May 6th, 2017 (mistreatment, locomotive, stars)


The engine grinds them

Sinews and gristle snag and snap twixt the gears

Atomized blood a steady cloud

The squeal comes from voices, not brakes

The flames of combustion

Fanned by adoring hearts

All for a magazine cover


May 8th, 2017 (tape, repetition, clouds)


Rhapsody on strips

Unbelievably high on currents

Noticed only by aviary beasts

Rooted in their confusion

Utmost and plentiful

Nature despises the laboratory

Rushing past abominations

Undulating through condensations

Nary one makes it alive


May 11th, 2017 (breasts, graphite, Spain)
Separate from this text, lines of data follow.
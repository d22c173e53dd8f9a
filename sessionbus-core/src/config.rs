use serde::{Deserialize, Serialize};
use std::{fs::File, io::BufReader, path::Path, path::PathBuf, time::Duration};

use crate::{Error, InternalResult};

#[derive(Debug, Clone, Serialize, Deserialize)]
pub struct BusConfig {
    /// How often the dispatch loop releases due scheduled events.
    #[serde(default = "default_tick_interval", with = "duration_ms")]
    pub tick_interval: Duration,

    #[serde(default = "default_shutdown_timeout", with = "duration_ms")]
    pub shutdown_timeout: Duration,

    /// Capacity of the isolated event handler error log.
    #[serde(default = "default_max_recorded_errors")]
    pub max_recorded_errors: usize,

    /// Publish `CommandStarted` / `CommandCompleted` around every command.
    #[serde(default)]
    pub lifecycle_events: bool,

    #[serde(default)]
    pub approval: ApprovalConfig,

    #[serde(default)]
    pub store: StoreConfig,

    #[serde(default)]
    pub event_log: EventLogConfig,
}

impl Default for BusConfig {
    fn default() -> Self {
        Self {
            tick_interval: default_tick_interval(),
            shutdown_timeout: default_shutdown_timeout(),
            max_recorded_errors: default_max_recorded_errors(),
            lifecycle_events: false,
            approval: ApprovalConfig::default(),
            store: StoreConfig::default(),
            event_log: EventLogConfig::default(),
        }
    }
}

#[derive(Debug, Clone, Serialize, Deserialize)]
pub struct ApprovalConfig {
    #[serde(default = "default_poll_interval", with = "duration_ms")]
    pub poll_interval: Duration,
}

impl Default for ApprovalConfig {
    fn default() -> Self {
        Self {
            poll_interval: default_poll_interval(),
        }
    }
}

#[derive(Debug, Clone, Serialize, Deserialize)]
pub struct StoreConfig {
    #[serde(default = "default_store_path")]
    pub path: PathBuf,
}

impl Default for StoreConfig {
    fn default() -> Self {
        Self {
            path: default_store_path(),
        }
    }
}

/// JSON Lines log of every published event.
#[derive(Debug, Clone, Serialize, Deserialize)]
pub struct EventLogConfig {
    #[serde(default)]
    pub enabled: bool,

    /// Directory receiving one `events_<timestamp>.jsonl` file per bus.
    #[serde(default = "default_event_log_directory")]
    pub directory: PathBuf,
}

impl Default for EventLogConfig {
    fn default() -> Self {
        Self {
            enabled: false,
            directory: default_event_log_directory(),
        }
    }
}

pub fn from_file<T: for<'de> Deserialize<'de>, P: AsRef<Path>>(path: P) -> InternalResult<T> {
    let path = path.as_ref();
    let file = File::open(path)
        .map_err(|e| Error::Internal(format!("Failed to open config file {}: {}", path.display(), e)))?;
    let reader = BufReader::new(file);
    let config = serde_json::from_reader(reader)
        .map_err(|e| Error::Internal(format!("Failed to parse config file {}: {}", path.display(), e)))?;
    Ok(config)
}

pub fn from_str<T: for<'de> Deserialize<'de>>(s: &str) -> InternalResult<T> {
    let config = serde_json::from_str(s)
        .map_err(|e| Error::Internal(format!("Failed to parse config: {}", e)))?;
    Ok(config)
}

fn default_tick_interval() -> Duration {
    Duration::from_millis(100)
}
fn default_shutdown_timeout() -> Duration {
    Duration::from_secs(5)
}
fn default_max_recorded_errors() -> usize {
    1000
}
fn default_poll_interval() -> Duration {
    Duration::from_secs(1)
}
fn default_store_path() -> PathBuf {
    PathBuf::from("sessionbus-pending.json")
}
fn default_event_log_directory() -> PathBuf {
    PathBuf::from("logs")
}

pub mod duration_ms {
    use serde::{Deserialize, Deserializer, Serializer};
    use std::time::Duration;

    pub fn serialize<S>(duration: &Duration, serializer: S) -> Result<S::Ok, S::Error>
    where
        S: Serializer,
    {
        serializer.serialize_u64(u64::try_from(duration.as_millis()).unwrap_or(u64::MAX))
    }

    pub fn deserialize<'de, D>(deserializer: D) -> Result<Duration, D::Error>
    where
        D: Deserializer<'de>,
    {
        let millis = u64::deserialize(deserializer)?;
        Ok(Duration::from_millis(millis))
    }
}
Nights of nuclear paint under ultraviolet light

Swimming with sweat, sex, and sounds of the vox populi

Ibiza reigns and rains with no trace of soudade

Her endowments glow bare and bright, and I am grateful

I woke to her number near a pencil, not the stairs


May 20th, 2017 (blood, clay, apathy)


As you mold coldly twixt my fingertips

I notice you are the only feeling

That exists about me

The sanguine flow within

Stiff as you in contradiction

If only it went beyond hyperbole

I finish and we look the clown


May 22nd, 2017 (upside-down, clitoris, jagged line)


A thousand threads

Pierce through the dark

Suspending barriers

Decorated with chevrons

A giggle of wind

Makes millions of threads soar inverted

Lighting the way for a break in time

To your tangled plain

And tender hill


May 24th, 2017 (fire, disappointment, sane)


You may take purchase

Of finer banalities

But make no mistake

You play in a holocaust of vanity

Each singeing lick

A memento of mischance and apathy

As you make your bedlam

As you fade away


May 25th, 2017 (silence, wires, grain)


The world is chaos and phlem

Tangled in pulsing currents of now

Sent to the mill to be pulverized into acceptance

‘Til the quietness of your still heart reigns


May 28th, 2017 (addiction, chainsaw, well)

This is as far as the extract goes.